It’s an amazing Friday over here because it’s currently 70 degrees and sunny. I’m going to zoom through this post so that I can get the girls outside and take advantage of it before rain and clouds set in for the next 5 days.
Let’s talk about food. I made a dinner last night that you must add to your menu ASAP.
Behold…spiced chicken with acorn squash, red cabbage and apples. The glory of this recipe is that you only need one baking sheet and your oven preheated to 400 degrees. It can easily be prepped ahead and stored in the fridge until you’re ready to bake.
I’m not going to type out “official” recipe but here’s how I made it happen.
- Line a baking sheet with foil and preheat oven to 400
- Melt some coconut oil and spread it around the bottom of the pan (or olive)…about a tablespoon
- Slice acorn squash and apples into slices and cabbage into wedges
- Season bone-in chicken quarters with my favorite spiced chicken rub
- Arrange it all on a baking sheet. Season cabbage and acorn squash with salt and pepper and drizzle a little more olive oil all over the whole mixture.
- Roast, uncovered, for about 20 minutes. Check the cabbage and squash. Flip the squash and cover the cabbage with foil if it’s getting too brown, leaving chicken exposed.
- Continue to cook until internal temperature of the chicken reaches 165. Mine took about 30-35 mins.
I drizzled the cabbage with an aged balsamic for serving but that’s totally optional. We both agreed that this dinner was an amazing and a must do over and over again!
So I’m on day 5 of my second Whole30 and I have to say, it’s about 500% easier the second time around.
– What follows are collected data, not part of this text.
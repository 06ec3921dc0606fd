//! Log throttling for per-frame failure paths
//!
//! The pipeline can hit the same failure dozens of times a second (viewer gone,
//! encoder starved). [`LogThrottler`] lets one message per key through each
//! interval and counts the rest, so the next emitted line can report how many
//! were swallowed.

use std::collections::HashMap;
use std::time::{Duration, Instant};

use parking_lot::Mutex;

#[derive(Debug)]
struct KeyState {
    last_logged: Instant,
    suppressed: u64,
}

/// Per-key rate limiter for log lines
///
/// # Example
///
/// ```rust
/// use std::time::Duration;
/// use vision_rtc::utils::LogThrottler;
///
/// let throttler = LogThrottler::new(Duration::from_secs(5));
/// assert_eq!(throttler.check("push_failed"), Some(0));
/// assert_eq!(throttler.check("push_failed"), None);
/// ```
pub struct LogThrottler {
    keys: Mutex<HashMap<String, KeyState>>,
    interval: Duration,
}

impl LogThrottler {
    pub fn new(interval: Duration) -> Self {
        Self {
            keys: Mutex::new(HashMap::new()),
            interval,
        }
    }

    pub fn with_secs(secs: u64) -> Self {
        Self::new(Duration::from_secs(secs))
    }

    /// Returns `Some(suppressed)` when a line for `key` may be emitted now,
    /// where `suppressed` is the number of lines swallowed since the last one.
    pub fn check(&self, key: &str) -> Option<u64> {
        let now = Instant::now();
        let mut keys = self.keys.lock();

        match keys.get_mut(key) {
            Some(state) if now.duration_since(state.last_logged) < self.interval => {
                state.suppressed += 1;
                None
            }
            Some(state) => {
                let suppressed = state.suppressed;
                state.last_logged = now;
                state.suppressed = 0;
                Some(suppressed)
            }
            None => {
                keys.insert(
                    key.to_string(),
                    KeyState {
                        last_logged: now,
                        suppressed: 0,
                    },
                );
                Some(0)
            }
        }
    }

    pub fn should_log(&self, key: &str) -> bool {
        self.check(key).is_some()
    }

    /// Forget `key` so its next failure is logged immediately (call on recovery)
    pub fn clear(&self, key: &str) {
        self.keys.lock().remove(key);
    }

    pub fn clear_all(&self) {
        self.keys.lock().clear();
    }

    pub fn len(&self) -> usize {
        self.keys.lock().len()
    }

    pub fn is_empty(&self) -> bool {
        self.keys.lock().is_empty()
    }
}

impl Default for LogThrottler {
    /// 5 second interval
    fn default() -> Self {
        Self::with_secs(5)
    }
}

/// Throttled `tracing::warn!`; adds a `suppressed` field with the swallowed count
///
/// ```rust
/// use vision_rtc::utils::LogThrottler;
/// use vision_rtc::warn_throttled;
///
/// let throttler = LogThrottler::default();
/// warn_throttled!(throttler, "push", "Push failed: {}", "track closed");
/// ```
#[macro_export]
macro_rules! warn_throttled {
    ($throttler:expr, $key:expr, $($arg:tt)*) => {
        if let Some(suppressed) = $throttler.check($key) {
            tracing::warn!(suppressed, $($arg)*);
        }
    };
}

/// Throttled `tracing::error!`
#[macro_export]
macro_rules! error_throttled {
    ($throttler:expr, $key:expr, $($arg:tt)*) => {
        if let Some(suppressed) = $throttler.check($key) {
            tracing::error!(suppressed, $($arg)*);
        }
    };
}

/// Throttled `tracing::debug!`
#[macro_export]
macro_rules! debug_throttled {
    ($throttler:expr, $key:expr, $($arg:tt)*) => {
        if let Some(suppressed) = $throttler.check($key) {
            tracing::debug!(suppressed, $($arg)*);
        }
    };
}

#[cfg(test)]
mod tests {
    use super::*;
    use std::thread;

    #[test]
    fn test_first_call_passes() {
        let throttler = LogThrottler::with_secs(1);
        assert_eq!(throttler.check("k"), Some(0));
    }

    #[test]
    fn test_suppressed_count_reported() {
        let throttler = LogThrottler::new(Duration::from_millis(100));

        assert_eq!(throttler.check("k"), Some(0));
        assert_eq!(throttler.check("k"), None);
        assert_eq!(throttler.check("k"), None);

        thread::sleep(Duration::from_millis(150));

        assert_eq!(throttler.check("k"), Some(2));
        assert_eq!(throttler.check("k"), None);
    }

    #[test]
    fn test_keys_are_independent() {
        let throttler = LogThrottler::with_secs(10);
        assert!(throttler.should_log("a"));
        assert!(throttler.should_log("b"));
        assert!(!throttler.should_log("a"));
        assert_eq!(throttler.len(), 2);
    }

    #[test]
    fn test_clear() {
        let throttler = LogThrottler::with_secs(10);
        assert!(throttler.should_log("k"));
        assert!(!throttler.should_log("k"));

        throttler.clear("k");
        assert!(throttler.should_log("k"));

        throttler.clear_all();
        assert!(throttler.is_empty());
    }

    #[test]
    fn test_macros_expand() {
        let throttler = LogThrottler::default();
        warn_throttled!(throttler, "w", "warn {}", 1);
        error_throttled!(throttler, "e", "error {}", 2);
        debug_throttled!(throttler, "d", "debug {}", 3);
        assert_eq!(throttler.len(), 3);
    }
}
I feel great from a physical perspective and the meal plan/prep comes so much more naturally without having to think about it. The break from sugar/alcohol is like “cue angels singing” after the holidays (give me another week and I’ll be eating those words!). I’ve got 680 people in my Whole30 Facebook group and it’s been so nice to share the experience with so many others this time around. Definitely ups the accountability game.
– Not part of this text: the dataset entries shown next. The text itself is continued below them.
//! Viewer bootstrap page
//!
//! Serves the embedded viewer page and its script. The script carries the
//! signaling port and ICE server in two known lines that are rewritten per
//! request from the streamer configuration.

use axum::{
    body::Body,
    extract::State,
    http::{header, StatusCode},
    response::{IntoResponse, Response},
    routing::get,
    Router,
};
use rust_embed::Embed;
use std::net::SocketAddr;
use std::sync::Arc;
use std::time::Duration;
use tokio::net::TcpListener;
use tokio::sync::oneshot;
use tokio::task::JoinHandle;
use tower_http::trace::TraceLayer;
use tracing::{info, warn};

use crate::error::{AppError, Result};

/// Embedded viewer assets
#[derive(Embed)]
#[folder = "web/bootstrap"]
pub struct BootstrapAssets;

const WS_URL_PLACEHOLDER: &str =
    "const wsUrl = 'ws://' + window.location.hostname + ':8001/' + clientId;";
const ICE_PLACEHOLDER: &str = "iceServers: [{ urls: ['stun:stun.l.google.com:19302'] }]";

const STOP_TIMEOUT: Duration = Duration::from_secs(2);

/// Values substituted into the viewer script
#[derive(Debug, Clone, PartialEq, Eq)]
pub struct BootstrapPage {
    pub signaling_port: u16,
    /// Empty for host candidates only
    pub ice_server: String,
}

impl BootstrapPage {
    pub fn new(signaling_port: u16, ice_server: impl Into<String>) -> Self {
        Self {
            signaling_port,
            ice_server: ice_server.into(),
        }
    }

    /// Viewer script with both placeholders rewritten
    pub fn render_script(&self, template: &str) -> String {
        let ws_url = format!(
            "const wsUrl = 'ws://' + window.location.hostname + ':{}/' + clientId;",
            self.signaling_port
        );
        let ice = if self.ice_server.trim().is_empty() {
            "iceServers: []".to_string()
        } else {
            format!("iceServers: [{{ urls: ['{}'] }}]", self.ice_server.trim())
        };

        template
            .replace(WS_URL_PLACEHOLDER, &ws_url)
            .replace(ICE_PLACEHOLDER, &ice)
    }
}

fn asset_response(path: &str, body: Body) -> Response {
    let mime = mime_guess::from_path(path)
        .first_or_octet_stream()
        .to_string();
    (
        StatusCode::OK,
        [
            (header::CONTENT_TYPE, mime),
            (header::CACHE_CONTROL, "no-cache".to_string()),
        ],
        body,
    )
        .into_response()
}

fn serve_asset(path: &str) -> Response {
    match BootstrapAssets::get(path) {
        Some(asset) => asset_response(path, Body::from(asset.data.into_owned())),
        None => (StatusCode::NOT_FOUND, "Not Found").into_response(),
    }
}

async fn index_handler() -> Response {
    serve_asset("index.html")
}

async fn client_script_handler(State(page): State<Arc<BootstrapPage>>) -> Response {
    let Some(asset) = BootstrapAssets::get("client.js") else {
        return (StatusCode::NOT_FOUND, "Not Found").into_response();
    };
    let template = String::from_utf8_lossy(&asset.data);
    asset_response("client.js", Body::from(page.render_script(&template)))
}

/// Routes for the viewer page
pub fn bootstrap_router(page: BootstrapPage) -> Router {
    Router::new()
        .route("/", get(index_handler))
        .route("/index.html", get(index_handler))
        .route("/client.js", get(client_script_handler))
        .layer(TraceLayer::new_for_http())
        .with_state(Arc::new(page))
}

/// Running bootstrap HTTP responder
pub struct BootstrapServer {
    addr: SocketAddr,
    shutdown: oneshot::Sender<()>,
    handle: JoinHandle<()>,
}

impl BootstrapServer {
    /// Bind `ip:port` and serve the viewer page; bind failure is a `RuntimeError`
    pub async fn start(ip: &str, port: u16, page: BootstrapPage) -> Result<Self> {
        let listener = TcpListener::bind((ip, port)).await.map_err(|e| {
            AppError::RuntimeError(format!(
                "Failed to bind HTTP server on {}:{}: {}",
                ip, port, e
            ))
        })?;
        let addr = listener.local_addr()?;

        let app = bootstrap_router(page);
        let (shutdown, shutdown_rx) = oneshot::channel();
        let handle = tokio::spawn(async move {
            let result = axum::serve(listener, app)
                .with_graceful_shutdown(async move {
                    let _ = shutdown_rx.await;
                })
                .await;
            if let Err(e) = result {
                warn!("HTTP server exited with error: {}", e);
            }
        });

        info!("HTTP server listening on http://{}", addr);
        Ok(Self {
            addr,
            shutdown,
            handle,
        })
    }

    pub fn local_addr(&self) -> SocketAddr {
        self.addr
    }

    pub async fn stop(self) {
        let _ = self.shutdown.send(());
        let mut handle = self.handle;
        if tokio::time::timeout(STOP_TIMEOUT, &mut handle).await.is_err() {
            warn!("HTTP server did not stop in time, aborting");
            handle.abort();
        }
        info!("HTTP server on {} stopped", self.addr);
    }
}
Here are some things I’ve been eating days 1-4 of this go round.
Salad with pears, avocado, pistachios and a can of wild pink Alaskan salmon.
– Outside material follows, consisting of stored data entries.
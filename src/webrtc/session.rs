//! Peer session: one transport connection plus its tracks
//!
//! ```text
//!   Idle ──open──> Negotiating ──answer + transport up──> Connected
//!                      ^                                     │
//!                      └──────────── reset ──────────────────┘
//! ```
//!
//! The live connection sits behind an `ArcSwapOption` so the media path can
//! grab it without locking. Control operations (open, reset, close) are
//! serialized by an async mutex. Each connection gets its own event task
//! which is aborted when the connection is retired; events from an older
//! generation are ignored.

use arc_swap::ArcSwapOption;
use async_trait::async_trait;
use bytes::Bytes;
use serde::{Deserialize, Serialize};
use std::sync::atomic::{AtomicBool, AtomicU64, Ordering};
use std::sync::Arc;
use tokio::sync::{mpsc, watch, Mutex};
use tokio::task::JoinHandle;
use tracing::{debug, info, warn};

use super::config::SessionConfig;
use super::sdp::{filter_ipv6_candidates, is_ipv6_candidate};
use super::track::{AudioTrack, VideoTrack};
use super::transport::{ConnectionState, Transport, TransportConnection, TransportEvent};
use crate::audio::OpusFrame;
use crate::error::{AppError, Result};
use crate::events::{EventBus, StreamEvent};
use crate::video::MediaSink;

/// Peer session lifecycle state
#[derive(Debug, Clone, Copy, PartialEq, Eq, Serialize, Deserialize)]
#[serde(rename_all = "lowercase")]
pub enum SessionState {
    Idle,
    Negotiating,
    Connected,
    Closed,
}

impl std::fmt::Display for SessionState {
    fn fmt(&self, f: &mut std::fmt::Formatter<'_>) -> std::fmt::Result {
        match self {
            SessionState::Idle => write!(f, "idle"),
            SessionState::Negotiating => write!(f, "negotiating"),
            SessionState::Connected => write!(f, "connected"),
            SessionState::Closed => write!(f, "closed"),
        }
    }
}

struct ActiveConnection {
    generation: u64,
    conn: Arc<dyn TransportConnection>,
    video: Arc<VideoTrack>,
    audio: Option<Arc<AudioTrack>>,
    events_task: JoinHandle<()>,
}

impl ActiveConnection {
    /// Close tracks first so in-flight pushes fail fast, then the transport
    async fn retire(&self) {
        self.video.close();
        if let Some(audio) = &self.audio {
            audio.close();
        }
        self.events_task.abort();
        if let Err(e) = self.conn.close().await {
            debug!("Closing connection (generation {}) failed: {}", self.generation, e);
        }
    }
}

/// State shared with the per-connection event tasks
struct Shared {
    state: watch::Sender<SessionState>,
    /// Generation of the installed connection, 0 when none
    live_generation: AtomicU64,
    events: Arc<EventBus>,
}

impl Shared {
    fn set_state(&self, new: SessionState) {
        let changed = self.state.send_if_modified(|s| {
            if *s == new {
                false
            } else {
                *s = new;
                true
            }
        });
        if changed {
            debug!("Peer session state: {}", new);
            self.events.publish(StreamEvent::SessionStateChanged {
                state: new.to_string(),
            });
        }
    }
}

/// One negotiable peer connection that can be rebuilt in place
pub struct PeerSession {
    config: SessionConfig,
    transport: Arc<dyn Transport>,
    current: ArcSwapOption<ActiveConnection>,
    control: Mutex<()>,
    shared: Arc<Shared>,
    generation: AtomicU64,
    shutdown: AtomicBool,
}

impl PeerSession {
    pub fn new(config: SessionConfig, transport: Arc<dyn Transport>, events: Arc<EventBus>) -> Self {
        let (state, _) = watch::channel(SessionState::Idle);
        Self {
            config,
            transport,
            current: ArcSwapOption::empty(),
            control: Mutex::new(()),
            shared: Arc::new(Shared {
                state,
                live_generation: AtomicU64::new(0),
                events,
            }),
            generation: AtomicU64::new(0),
            shutdown: AtomicBool::new(false),
        }
    }

    pub fn config(&self) -> &SessionConfig {
        &self.config
    }

    /// Create the first connection and its offer. No-op when already open.
    pub async fn open(&self) -> Result<()> {
        let _guard = self.control.lock().await;
        self.shutdown.store(false, Ordering::Release);
        if self.current.load().is_some() {
            return Ok(());
        }

        let generation = self.generation.fetch_add(1, Ordering::AcqRel) + 1;
        let active = self.build(generation).await?;
        self.install(active);
        info!(
            "Peer session opened ({}, audio: {})",
            self.config.codec, self.config.audio
        );
        Ok(())
    }

    /// Tear down the current connection and rebuild it with fresh tracks
    ///
    /// Track handles taken before the reset reject every later write.
    pub async fn reset(&self) -> Result<()> {
        let _guard = self.control.lock().await;
        if self.shutdown.load(Ordering::Acquire) {
            return Err(AppError::NotReady("peer session is closed".to_string()));
        }

        if let Some(old) = self.current.swap(None) {
            self.shared.live_generation.store(0, Ordering::Release);
            old.retire().await;
            // No connection until the rebuild succeeds
            self.shared.set_state(SessionState::Closed);
            tokio::time::sleep(self.config.reset_settle).await;
        }

        let generation = self.generation.fetch_add(1, Ordering::AcqRel) + 1;
        let active = self.build(generation).await?;
        self.install(active);

        info!("Peer session reset (generation {})", generation);
        self.shared
            .events
            .publish(StreamEvent::SessionReset { generation });
        Ok(())
    }

    /// Retire the connection for good
    pub async fn close(&self) {
        let _guard = self.control.lock().await;
        self.shutdown.store(true, Ordering::Release);
        if let Some(old) = self.current.swap(None) {
            self.shared.live_generation.store(0, Ordering::Release);
            old.retire().await;
            info!("Peer session closed (generation {})", old.generation);
        }
        self.shared.set_state(SessionState::Closed);
    }

    async fn build(&self, generation: u64) -> Result<ActiveConnection> {
        let (tx, rx) = mpsc::unbounded_channel();
        let conn = self
            .transport
            .connect(&self.config, tx)
            .await
            .map_err(|e| AppError::RuntimeError(format!("Failed to create connection: {}", e)))?;

        match self.add_tracks(&conn, generation).await {
            Ok((video, audio)) => {
                self.shared
                    .live_generation
                    .store(generation, Ordering::Release);
                let events_task = tokio::spawn(run_events(
                    rx,
                    generation,
                    video.clone(),
                    audio.clone(),
                    self.shared.clone(),
                ));
                Ok(ActiveConnection {
                    generation,
                    conn,
                    video,
                    audio,
                    events_task,
                })
            }
            Err(e) => {
                let _ = conn.close().await;
                Err(AppError::RuntimeError(format!(
                    "Failed to set up peer connection: {}",
                    e
                )))
            }
        }
    }

    async fn add_tracks(
        &self,
        conn: &Arc<dyn TransportConnection>,
        generation: u64,
    ) -> Result<(Arc<VideoTrack>, Option<Arc<AudioTrack>>)> {
        let video = self.add_video_track(conn, generation).await?;
        let audio = if self.config.audio {
            Some(self.add_audio_track(conn, generation).await?)
        } else {
            None
        };
        conn.create_offer().await?;
        Ok((video, audio))
    }

    async fn add_video_track(
        &self,
        conn: &Arc<dyn TransportConnection>,
        generation: u64,
    ) -> Result<Arc<VideoTrack>> {
        let sink = conn.add_video_track(self.config.codec).await?;
        Ok(Arc::new(VideoTrack::new(self.config.codec, generation, sink)))
    }

    async fn add_audio_track(
        &self,
        conn: &Arc<dyn TransportConnection>,
        generation: u64,
    ) -> Result<Arc<AudioTrack>> {
        let sink = conn.add_audio_track().await?;
        Ok(Arc::new(AudioTrack::new(generation, sink)))
    }

    fn install(&self, active: ActiveConnection) {
        self.current.store(Some(Arc::new(active)));
        self.shared.set_state(SessionState::Negotiating);
    }

    /// Local description with IPv6 candidates removed; empty while none exists
    pub async fn local_description(&self) -> String {
        let Some(active) = self.current.load_full() else {
            return String::new();
        };
        match active.conn.local_description().await {
            Some(sdp) if !sdp.is_empty() => filter_ipv6_candidates(&sdp),
            _ => String::new(),
        }
    }

    /// Apply the viewer's answer. Bad input is logged, never raised.
    pub async fn set_remote_description(&self, sdp: &str) {
        let Some(active) = self.current.load_full() else {
            warn!("Remote description received without an open session");
            return;
        };
        if sdp.trim().is_empty() {
            warn!("Ignoring empty remote description");
            return;
        }
        match active.conn.set_remote_description(sdp).await {
            Ok(()) => info!(
                "Remote description applied (generation {})",
                active.generation
            ),
            Err(e) => warn!("Rejected remote description: {}", e),
        }
    }

    /// Best-effort trickle candidate from the viewer
    pub async fn add_remote_candidate(&self, candidate: &str, mid: Option<String>) {
        let Some(active) = self.current.load_full() else {
            return;
        };
        if let Err(e) = active.conn.add_ice_candidate(candidate, mid).await {
            debug!("Ignoring remote candidate: {}", e);
        }
    }

    pub fn state(&self) -> SessionState {
        *self.shared.state.borrow()
    }

    pub fn subscribe_state(&self) -> watch::Receiver<SessionState> {
        self.shared.state.subscribe()
    }

    /// Generation of the current connection (1 after the first open)
    pub fn generation(&self) -> u64 {
        self.generation.load(Ordering::Acquire)
    }

    /// Handle to the current video track, if a connection exists
    pub fn video_track(&self) -> Option<Arc<VideoTrack>> {
        self.current.load_full().map(|a| a.video.clone())
    }

    pub fn audio_track(&self) -> Option<Arc<AudioTrack>> {
        self.current.load_full().and_then(|a| a.audio.clone())
    }

    pub fn is_video_track_open(&self) -> bool {
        self.current
            .load_full()
            .is_some_and(|a| a.video.is_open())
    }

    pub fn is_audio_track_open(&self) -> bool {
        self.audio_track().is_some_and(|a| a.is_open())
    }

    /// Send one access unit; `NotReady` while no viewer is connected
    pub async fn push_video_frame(&self, data: Bytes, timestamp: u64) -> Result<()> {
        let Some(active) = self.current.load_full() else {
            return Err(AppError::NotReady("no video track".to_string()));
        };
        active.video.write_access_unit(data, timestamp).await
    }

    pub async fn push_audio_frame(&self, frame: &OpusFrame) -> Result<()> {
        let Some(audio) = self.audio_track() else {
            return Err(AppError::NotReady("audio is not enabled".to_string()));
        };
        audio.write(frame).await
    }
}

#[async_trait]
impl MediaSink for PeerSession {
    fn is_video_track_open(&self) -> bool {
        PeerSession::is_video_track_open(self)
    }

    fn is_audio_track_open(&self) -> bool {
        PeerSession::is_audio_track_open(self)
    }

    async fn push_video_frame(&self, data: Bytes, timestamp: u64) -> Result<()> {
        PeerSession::push_video_frame(self, data, timestamp).await
    }

    async fn push_audio_frame(&self, frame: &OpusFrame) -> Result<()> {
        PeerSession::push_audio_frame(self, frame).await
    }
}

async fn run_events(
    mut rx: mpsc::UnboundedReceiver<TransportEvent>,
    generation: u64,
    video: Arc<VideoTrack>,
    audio: Option<Arc<AudioTrack>>,
    shared: Arc<Shared>,
) {
    let set_tracks_open = |open: bool| {
        video.set_open(open);
        if let Some(audio) = &audio {
            audio.set_open(open);
        }
    };

    while let Some(event) = rx.recv().await {
        if shared.live_generation.load(Ordering::Acquire) != generation {
            debug!("Dropping event from stale generation {}: {:?}", generation, event);
            break;
        }

        match event {
            TransportEvent::StateChanged(state) => {
                info!("Transport state (generation {}): {}", generation, state);
                match state {
                    ConnectionState::Connected => {
                        set_tracks_open(true);
                        shared.set_state(SessionState::Connected);
                    }
                    ConnectionState::Disconnected => {
                        set_tracks_open(false);
                        shared.set_state(SessionState::Negotiating);
                    }
                    ConnectionState::Failed | ConnectionState::Closed => {
                        set_tracks_open(false);
                        shared.set_state(SessionState::Closed);
                    }
                    ConnectionState::New | ConnectionState::Connecting => {}
                }
            }
            TransportEvent::CandidateGathered(candidate) => {
                if is_ipv6_candidate(&candidate) {
                    debug!("Filtered IPv6 candidate: {}", candidate);
                } else {
                    debug!("Local candidate: {}", candidate);
                }
            }
            TransportEvent::DataChannelOpened(label) => {
                info!("Data channel opened: {}", label);
            }
            TransportEvent::DataChannelMessage { label, len } => {
                debug!("Data channel {} message: {} bytes", label, len);
            }
            TransportEvent::DataChannelClosed(label) => {
                info!("Data channel closed: {}", label);
            }
        }
    }
}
Two eggs scrambled in coconut oil with a salad and pineapple.
Slow cooker roast. Into the slow cooker went a bottom round roast (browned first), baby carrots, yukon gold potatoes, celery, garlic, onion, some chicken stock and a can of tomatoes.
Eight hours later.
I did a MASSIVE photo shoot for Namastay Kitchen on Thursday. We had so much food leftover but the only Whole30-friendly dish was this amazing pork shank that our chef prepared as a special. When I quizzed him on the ingredients and discovered it was a go, I was super excited. I packaged it up and brought it home for dinner.
The meat just fell off the bone. So yummy. I served it with potatoes, carrots, parsnips and brussles sprouts.
Snacking isn’t encouraged on the Whole30 but when you typically have lunch at 12:30-1 and dinner at 8:30-9, an afternoon snack is a must. Apple and cashew butter.
Pear and Nuttzo.
Off to bask in the sunshine until I have to teach again and then we kick off our Winter 2017 200-hour Yoga Teacher Training at the studio!
Favorite one pot or one pan meal?
Favorite afternoon snack of the moment?